Why We Do, Don’t Believe
Although we can’t pinpoint precisely why certain regions land in the believer column and certain regions fall into the nonbeliever column, a sleigh full of scientific and anecdotal evidence sheds light on our confidence (or lack thereof) in a red-suited man shimmying down the chimney on Christmas Eve.
Stores such as Macy’s set up displays to help fuel Santa belief. Credit: LawnStarter.com
A 2018 global survey by psychology professor Chris Boyle of England’s University of Exeter showed:
34 percent of people wished they still believed in Santa.
50 percent of people felt just fine knowing that Santa doesn’t exist.
One-third of those surveyed were upset when they realized Santa wasn’t real, while 15 percent felt betrayed by their parents about Saint Nick and 10 percent directed Santa anger at Mom and Dad.
Nearly three-fourths of parents play along with the Santa myth for their children’s sake.
The average age when survey respondents stopped believing in Santa was 8.
“When they learn the truth, children accept the rules of the game and even go along with their parents in having younger children believe in Santa,” Serge Larivée, a psycho-education professor at the University of Montreal, said in 2008. “It becomes a rite of passage in that they know they are no longer babies.”
First Rule of Santa: Do No Harm
Psychologists say there’s no harm in perpetuating the lore of Santa for the enjoyment of your kids.
“Parents should never lie to their children about anything. However, when it comes to myths like Santa Claus and the Tooth Fairy, many parents want to carry on the tradition of fun by nurturing a gentle belief in these myths when their kids are young,” says Fran Walfish, a family and relationship psychotherapist in Beverly Hills, California, and author of “The Self-Aware Parent.”
By age 7 or 8, most children start asking Mom or Dad whether Santa is real, according to Walfish.

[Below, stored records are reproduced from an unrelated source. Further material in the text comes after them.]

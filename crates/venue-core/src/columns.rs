//! Spreadsheet header mapping for employee imports

use serde::{Deserialize, Serialize};

/// Employee attribute a spreadsheet column can feed
#[derive(Debug, Clone, Copy, PartialEq, Eq, Hash, Serialize, Deserialize)]
#[serde(rename_all = "snake_case")]
pub enum EmployeeField {
    /// Full name
    Name,
    /// Login email
    Email,
    /// Phone number
    Phone,
    /// Initial password
    Password,
    /// Job title
    Designation,
    /// Department
    Department,
    /// Company-internal code
    EmployeeCode,
    /// Subscription plan id
    Plan,
}

impl EmployeeField {
    /// Every field in template column order
    pub const ALL: [Self; 8] = [
        Self::Name,
        Self::Email,
        Self::Phone,
        Self::Password,
        Self::Designation,
        Self::Department,
        Self::EmployeeCode,
        Self::Plan,
    ];

    /// Header written in the downloadable import template
    #[must_use]
    pub const fn template_header(self) -> &'static str {
        match self {
            Self::Name => "name",
            Self::Email => "email",
            Self::Phone => "phone",
            Self::Password => "password",
            Self::Designation => "designation",
            Self::Department => "department",
            Self::EmployeeCode => "employee_code",
            Self::Plan => "plan",
        }
    }

    /// Normalized header spellings accepted for this field
    #[must_use]
    pub const fn synonyms(self) -> &'static [&'static str] {
        match self {
            Self::Name => &["name", "fullname", "employeename", "staffname"],
            Self::Email => &["email", "emailaddress", "mail", "emailid", "workemail"],
            Self::Phone => &[
                "phone",
                "mobile",
                "phonenumber",
                "contactnumber",
                "mobilenumber",
                "contact",
            ],
            Self::Password => &["password", "pass", "initialpassword"],
            Self::Designation => &["designation", "title", "jobtitle", "role", "position"],
            Self::Department => &["department", "dept", "team"],
            Self::EmployeeCode => &["employeecode", "empcode", "employeeid", "empid", "staffid"],
            Self::Plan => &["plan", "subscription", "subscriptionplan", "planid"],
        }
    }
}

/// Lowercase and remove whitespace, `_`, `-` and `.`
#[must_use]
pub fn normalize_header(header: &str) -> String {
    header
        .chars()
        .filter(|c| !c.is_whitespace() && !matches!(c, '_' | '-' | '.'))
        .flat_map(char::to_lowercase)
        .collect()
}

/// Field a header maps to, if any
#[must_use]
pub fn map_header(header: &str) -> Option<EmployeeField> {
    let key = normalize_header(header);
    if key.is_empty() {
        return None;
    }
    EmployeeField::ALL
        .into_iter()
        .find(|field| field.synonyms().contains(&key.as_str()))
}

/// Column index for each field found in a header row
#[derive(Debug, Clone, Default, PartialEq, Eq)]
pub struct HeaderMap {
    columns: Vec<(EmployeeField, usize)>,
    unmapped: Vec<String>,
}

impl HeaderMap {
    /// Map a header row; the first column wins when two map to the same field
    #[must_use]
    pub fn from_headers<S: AsRef<str>>(headers: &[S]) -> Self {
        let mut map = Self::default();
        for (index, header) in headers.iter().enumerate() {
            let header = header.as_ref();
            match map_header(header) {
                Some(field) if map.column(field).is_none() => map.columns.push((field, index)),
                Some(_) => {}
                None if !header.trim().is_empty() => map.unmapped.push(header.trim().to_string()),
                None => {}
            }
        }
        map
    }

    /// Column index holding `field`
    #[must_use]
    pub fn column(&self, field: EmployeeField) -> Option<usize> {
        self.columns
            .iter()
            .find(|(f, _)| *f == field)
            .map(|(_, index)| *index)
    }

    /// Trimmed, non-empty cell for `field` in `row`
    #[must_use]
    pub fn cell<'a, S: AsRef<str>>(&self, row: &'a [S], field: EmployeeField) -> Option<&'a str> {
        self.column(field)
            .and_then(|index| row.get(index))
            .map(|cell| cell.as_ref().trim())
            .filter(|cell| !cell.is_empty())
    }

    /// Required fields with no column
    #[must_use]
    pub fn missing_required(&self) -> Vec<EmployeeField> {
        [EmployeeField::Name, EmployeeField::Email, EmployeeField::Phone]
            .into_iter()
            .filter(|field| self.column(*field).is_none())
            .collect()
    }

    /// Headers that matched no field
    #[must_use]
    pub fn unmapped(&self) -> &[String] {
        &self.unmapped
    }
}
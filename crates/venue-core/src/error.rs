//! Error types for venue-admin

use std::{error::Error as StdError, fmt};

/// Main error type for venue-admin
#[derive(Debug)]
pub enum Error {
    /// I/O error
    Io(std::io::Error),

    /// Configuration error
    Configuration {
        /// Error message
        message: String,
    },

    /// Validation error
    Validation {
        /// Field that failed validation
        field: String,
        /// Validation error message
        message: String,
    },

    /// Backend-as-a-service or REST endpoint failure
    Backend(String),

    /// Spreadsheet could not be read or written
    Spreadsheet(String),

    /// Not found error
    NotFound {
        /// Resource that was not found
        resource: String,
    },

    /// Corporate seat allocation would be exceeded
    SeatLimitExceeded {
        /// Seats the batch needs
        requested: usize,
        /// Seats still free on the corporate
        available: usize,
    },

    /// Serialization error
    Serialization(serde_json::Error),

    /// Other error
    Other(String),
}

/// Result type alias using our Error type
pub type Result<T> = std::result::Result<T, Error>;

impl Error {
    /// Shorthand for a validation error on `field`
    pub fn validation(field: impl Into<String>, message: impl Into<String>) -> Self {
        Self::Validation {
            field: field.into(),
            message: message.into(),
        }
    }
}

impl fmt::Display for Error {
    fn fmt(&self, f: &mut fmt::Formatter<'_>) -> fmt::Result {
        match self {
            Self::Io(err) => write!(f, "I/O error: {err}"),
            Self::Configuration { message } => write!(f, "Configuration error: {message}"),
            Self::Validation { field, message } => {
                write!(f, "Validation error: {field} - {message}")
            }
            Self::Backend(msg) => write!(f, "Backend error: {msg}"),
            Self::Spreadsheet(msg) => write!(f, "Spreadsheet error: {msg}"),
            Self::NotFound { resource } => write!(f, "Resource not found: {resource}"),
            Self::SeatLimitExceeded {
                requested,
                available,
            } => write!(
                f,
                "Seat limit exceeded: {requested} requested, {available} available"
            ),
            Self::Serialization(err) => write!(f, "Serialization error: {err}"),
            Self::Other(msg) => write!(f, "{msg}"),
        }
    }
}

impl StdError for Error {
    fn source(&self) -> Option<&(dyn StdError + 'static)> {
        match self {
            Self::Io(err) => Some(err),
            Self::Serialization(err) => Some(err),
            _ => None,
        }
    }
}

impl From<std::io::Error> for Error {
    fn from(err: std::io::Error) -> Self {
        Self::Io(err)
    }
}

impl From<serde_json::Error> for Error {
    fn from(err: serde_json::Error) -> Self {
        Self::Serialization(err)
    }
}

impl From<validator::ValidationErrors> for Error {
    /// Reports the first failing field, alphabetically, so messages are stable
    fn from(errors: validator::ValidationErrors) -> Self {
        let mut fields: Vec<_> = errors.field_errors().into_iter().collect();
        fields.sort_by(|a, b| a.0.cmp(&b.0));

        match fields.first() {
            Some((field, list)) => {
                let message = list.first().map_or_else(
                    || "is invalid".to_string(),
                    |error| {
                        error
                            .message
                            .as_ref()
                            .map_or_else(|| error.code.to_string(), ToString::to_string)
                    },
                );
                Self::validation(field.to_string(), message)
            }
            None => Self::validation("record", errors.to_string()),
        }
    }
}

#[cfg(test)]
#[allow(clippy::missing_panics_doc, clippy::uninlined_format_args)]
mod tests {
    use super::*;
    use pretty_assertions::assert_eq;
    use std::io;

    #[test]
    fn test_io_error_conversion() {
        let io_error = io::Error::new(io::ErrorKind::NotFound, "File not found");
        let app_error = Error::from(io_error);

        assert!(matches!(app_error, Error::Io(_)));
        assert!(format!("{}", app_error).contains("I/O error"));
        assert!(app_error.source().is_some());
    }

    #[test]
    fn test_validation_error() {
        let error = Error::validation("email", "Field is required");

        assert_eq!(
            format!("{}", error),
            "Validation error: email - Field is required"
        );
        assert!(error.source().is_none());
    }

    #[test]
    fn test_from_validation_errors() {
        use validator::Validate;

        #[derive(Validate)]
        struct Form {
            #[validate(email)]
            email: String,
            #[validate(length(min = 1, message = "name is required"))]
            name: String,
        }

        let form = Form {
            email: "nope".to_string(),
            name: String::new(),
        };
        let error = Error::from(form.validate().unwrap_err());

        assert_eq!(
            format!("{}", error),
            "Validation error: email - email"
        );
    }

    #[test]
    fn test_seat_limit_error() {
        let error = Error::SeatLimitExceeded {
            requested: 12,
            available: 3,
        };

        assert_eq!(
            format!("{}", error),
            "Seat limit exceeded: 12 requested, 3 available"
        );
    }

    #[test]
    fn test_serialization_error_source() {
        let json_error = serde_json::from_str::<serde_json::Value>("{invalid").unwrap_err();
        let app_error = Error::from(json_error);

        assert!(format!("{}", app_error).starts_with("Serialization error"));
        assert!(app_error.source().is_some());
    }

    #[test]
    fn test_all_error_display_variants() {
        let test_cases = vec![
            (
                Error::Configuration {
                    message: "missing url".to_string(),
                },
                "Configuration error: missing url",
            ),
            (
                Error::Backend("503 Service Unavailable".to_string()),
                "Backend error: 503 Service Unavailable",
            ),
            (
                Error::Spreadsheet("no worksheet".to_string()),
                "Spreadsheet error: no worksheet",
            ),
            (
                Error::NotFound {
                    resource: "restaurants/42".to_string(),
                },
                "Resource not found: restaurants/42",
            ),
            (Error::Other("other error".to_string()), "other error"),
        ];

        for (error, expected) in test_cases {
            assert_eq!(format!("{}", error), expected);
        }
    }
}
//! Spreadsheet formats

use crate::error::SheetError;
use serde::{Deserialize, Serialize};
use std::fmt;
use std::path::Path;
use std::str::FromStr;

/// Format of an uploaded or local sheet
#[derive(Debug, Clone, Copy, PartialEq, Eq, Hash)]
pub enum SheetFormat {
    /// Office Open XML workbook
    Xlsx,
    /// Legacy binary workbook
    Xls,
    /// Comma-separated values
    Csv,
}

impl SheetFormat {
    /// Detect the format from a file name or path
    ///
    /// # Errors
    ///
    /// Returns [`SheetError::UnsupportedFormat`] for any other extension.
    pub fn from_path(path: impl AsRef<Path>) -> Result<Self, SheetError> {
        let path = path.as_ref();
        let extension = path
            .extension()
            .and_then(|ext| ext.to_str())
            .unwrap_or_default();
        Self::from_extension(extension)
            .ok_or_else(|| SheetError::UnsupportedFormat(path.display().to_string()))
    }

    /// Format for an extension, without the dot
    #[must_use]
    pub fn from_extension(extension: &str) -> Option<Self> {
        match extension.to_ascii_lowercase().as_str() {
            "xlsx" | "xlsm" => Some(Self::Xlsx),
            "xls" => Some(Self::Xls),
            "csv" => Some(Self::Csv),
            _ => None,
        }
    }
}

/// Format of an export
#[derive(Debug, Clone, Copy, Default, PartialEq, Eq, Hash, Serialize, Deserialize)]
#[serde(rename_all = "lowercase")]
pub enum ExportFormat {
    /// Excel workbook
    #[default]
    Xlsx,
    /// Comma-separated values
    Csv,
}

impl ExportFormat {
    /// File extension, without the dot
    #[must_use]
    pub const fn extension(self) -> &'static str {
        match self {
            Self::Xlsx => "xlsx",
            Self::Csv => "csv",
        }
    }

    /// MIME type for downloads
    #[must_use]
    pub const fn content_type(self) -> &'static str {
        match self {
            Self::Xlsx => "application/vnd.openxmlformats-officedocument.spreadsheetml.sheet",
            Self::Csv => "text/csv; charset=utf-8",
        }
    }
}

impl FromStr for ExportFormat {
    type Err = SheetError;

    fn from_str(s: &str) -> Result<Self, Self::Err> {
        match s.trim().trim_start_matches('.').to_ascii_lowercase().as_str() {
            "xlsx" | "excel" => Ok(Self::Xlsx),
            "csv" => Ok(Self::Csv),
            other => Err(SheetError::UnsupportedFormat(other.to_string())),
        }
    }
}

impl fmt::Display for ExportFormat {
    fn fmt(&self, f: &mut fmt::Formatter<'_>) -> fmt::Result {
        f.write_str(self.extension())
    }
}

“It’s up to the parent at that point,” she says, “to respond honestly and openly by saying, ‘When I was a child, my parents thought it was a fun part of Christmas to teach us about the myth of Santa Claus. I loved it so much that I decided to share those teachings with my children. It’s up to you to decide whether you want to carry on this family tradition or do Christmas in your own special way.’”
Wiles, the licensed professional counselor, says it can be healthy to hold onto a belief in Santa.
Santa “is a representation of love and goodwill. He does not discriminate. He is reliable and consistent; we can trust that he will come every Christmas Eve,” Wile says.